The new facility in eastern Hangzhou city is expected to be completed in 2018 and will manufacture biologics, or complex medicines made from living organisms, as well as biosimilars for patients in China and across the world, Pfizer said in an e-mailed statement Tuesday.
Biosimilars are highly similar versions of biologic drugs that usually go through a complex manufacturing process. Making them requires greater precision than generics that copy relatively more straightforward chemical-based treatments.
The products from the plant will address major public health concerns such as oncology, the New York-based drugmaker said, without naming specific drugs. Biologics are underutilized in China, accounting for 4 percent of medicines prescribed in the country, compared with 22 percent in the U.S., according to the company.
A government-led campaign to reduce prices damped sales in China’s pharmaceutical industry and the nation’s economy has also slowed, leading to weaker sales growth in the country for drugmakers from Pfizer to the U.K.’s GlaxoSmithKline Plc and AstraZeneca Plc last year.
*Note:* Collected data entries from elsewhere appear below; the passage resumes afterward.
#[tokio::test]
async fn test_cloudstack_create_node_polls_async_job() {
    let server = MockServer::start().await;

    command("deployVirtualMachine")
        .and(query_param("serviceofferingid", "so-small"))
        .and(query_param("templateid", "tpl-ubuntu"))
        .and(query_param("zoneid", "zone-1"))
        .and(query_param("keypair", "deploy"))
        .respond_with(ResponseTemplate::new(200).set_body_json(fixture("cloudstack", "deploy_job")))
        .expect(1)
        .mount(&server)
        .await;

    // Pending twice, then done
    command("queryAsyncJobResult")
        .and(query_param("jobid", "job-7"))
        .respond_with(ResponseTemplate::new(200).set_body_json(fixture("cloudstack", "job_pending")))
        .up_to_n_times(2)
        .expect(2)
        .mount(&server)
        .await;
    command("queryAsyncJobResult")
        .and(query_param("jobid", "job-7"))
        .respond_with(ResponseTemplate::new(200).set_body_json(fixture("cloudstack", "job_done")))
        .expect(1)
        .mount(&server)
        .await;

    let driver = require_some!(compute(&server).await);
    let request = CreateNodeRequest::new("web-1", "so-small", "tpl-ubuntu")
        .with_location("zone-1")
        .with_auth(NodeAuth::SshKey("deploy".to_string()));
    let node = require_ok!(driver.create_node(&request).await);

    assert_eq!(node.id, "vm-42");
    assert_eq!(node.state, NodeState::Running);
    assert_eq!(node.private_ips, vec!["10.1.1.5"]);
    assert_eq!(node.public_ips, vec!["185.19.28.4"]);
    assert_eq!(node.extra["password"], json!("Xy7pLm2Q"));
    assert_eq!(node.extra["default_network_id"], json!("net-1"));
}

#[tokio::test]
async fn test_cloudstack_failed_job_surfaces_job_error() {
    let server = MockServer::start().await;

    command("deployVirtualMachine")
        .respond_with(ResponseTemplate::new(200).set_body_json(fixture("cloudstack", "deploy_job")))
        .mount(&server)
        .await;
    command("queryAsyncJobResult")
        .respond_with(ResponseTemplate::new(200).set_body_json(fixture("cloudstack", "job_failed")))
        .mount(&server)
        .await;

    let driver = require_some!(compute(&server).await);
    let request = CreateNodeRequest::new("web-1", "so-small", "tpl-ubuntu").with_location("zone-1");
    let err = driver.create_node(&request).await.unwrap_err();

    match err {
        DriverError::JobFailed { job_id, detail, .. } => {
            assert_eq!(job_id, "job-7");
            assert!(detail.contains("Insufficient capacity"), "detail: {detail}");
        }
        other => panic!("expected JobFailed, got {other:?}"),
    }
}

#[tokio::test]
async fn test_cloudstack_bad_signature_is_invalid_credentials() {
    let server = MockServer::start().await;

    command("listVirtualMachines")
        .respond_with(ResponseTemplate::new(401).set_body_json(fixture("cloudstack", "list_vms_error")))
        .mount(&server)
        .await;

    let driver = require_some!(compute(&server).await);
    let err = driver.list_nodes().await.unwrap_err();

    assert!(matches!(err, DriverError::InvalidCredentials { .. }), "unexpected error: {err:?}");
}

#[tokio::test]
async fn test_cloudstack_empty_list_is_empty_object() {
    let server = MockServer::start().await;

    command("listVirtualMachines")
        .and(query_param("page", "1"))
        .respond_with(
            ResponseTemplate::new(200).set_body_json(json!({ "listvirtualmachinesresponse": {} })),
        )
        .expect(1)
        .mount(&server)
        .await;

    let driver = require_some!(compute(&server).await);
    let nodes = require_ok!(driver.list_nodes().await);
    assert!(nodes.is_empty());
}

#[tokio::test]
async fn test_cloudstack_list_balancers() {
    let server = MockServer::start().await;

    command("listLoadBalancerRules")
        .respond_with(ResponseTemplate::new(200).set_body_json(json!({
            "listloadbalancerrulesresponse": {
                "count": 1,
                "loadbalancerrule": [{
                    "id": "lb-1",
                    "name": "frontend",
                    "publicip": "185.19.28.100",
                    "publicipid": "ip-1",
                    "publicport": "80",
                    "privateport": "8080",
                    "algorithm": "roundrobin",
                    "state": "Active",
                    "zoneid": "zone-1",
                    "protocol": "tcp"
                }]
            }
        })))
        .mount(&server)
        .await;

    let driver = require_some!(balancers(&server));
    let balancers = require_ok!(driver.list_balancers().await);

    assert_eq!(balancers.len(), 1);
    let lb = &balancers[0];
    assert_eq!(lb.id, "lb-1");
    assert_eq!(lb.state, BalancerState::Running);
    assert_eq!(lb.port, 80);
    assert_eq!(lb.ip.as_deref(), Some("185.19.28.100"));
    assert_eq!(lb.extra["private_port"], json!(8080));
    assert_eq!(lb.extra["public_ip_id"], json!("ip-1"));
}

// ============ Load balancer lifecycle ============

/// Response of an async command that started `job_id`.
fn job_started(command: &str, job_id: &str) -> ResponseTemplate {
    let mut body = serde_json::Map::new();
    body.insert(
        format!("{}response", command.to_lowercase()),
        json!({ "jobid": job_id }),
    );
    ResponseTemplate::new(200).set_body_json(Value::Object(body))
}

/// Mounts a `queryAsyncJobResult` answer for `job_id`.
async fn mount_job(server: &MockServer, job_id: &str, status: u8, result: Value) {
    command("queryAsyncJobResult")
        .and(query_param("jobid", job_id))
        .respond_with(ResponseTemplate::new(200).set_body_json(json!({
            "queryasyncjobresultresponse": {
                "jobid": job_id,
                "jobstatus": status,
                "jobresult": result
            }
        })))
        .mount(server)
        .await;
}

fn rule_json(public_ip_id: &str, description: Option<&str>) -> Value {
    json!({
        "id": "lb-1",
        "name": "frontend",
        "publicip": "185.19.28.9",
        "publicipid": public_ip_id,
        "publicport": "80",
        "privateport": "8080",
        "algorithm": "roundrobin",
        "state": "Active",
        "zoneid": "zone-1",
        "protocol": "tcp",
        "description": description
    })
}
Still, multinationals including Novartis AG continue to invest in China, where a rising middle class is boosting spending on health care.
“China is one of the fastest growing pharmaceutical markets in the world and the ongoing China health-care reform will continue to drive the expansion of China’s pharmaceutical industry, including research and development,” Pfizer said in a separate e-mail.
The new Pfizer facility will be its first biotechnology center in Asia and third globally, the company said. Novartis unveiled a $1 billion campus in Shanghai this month, after Merck & Co. opened a new research and development center on the outskirts of Beijing in April.
A slow approval process in China has delayed the entry of some cutting-edge new medicines by foreign drugmakers. The Chinese regulator recently began taking steps to ease the problem, pledging to fast-track some much-needed therapies such as new drugs for hepatitis C, although it hasn’t given any firm timelines.
“We are glad to see that the Chinese authorities have recently issued a series of new policies to address this so called ‘drug lag,’ such as encouraging international multi-centered clinical trial application and supporting simultaneous native and international clinical trials,” Pfizer said.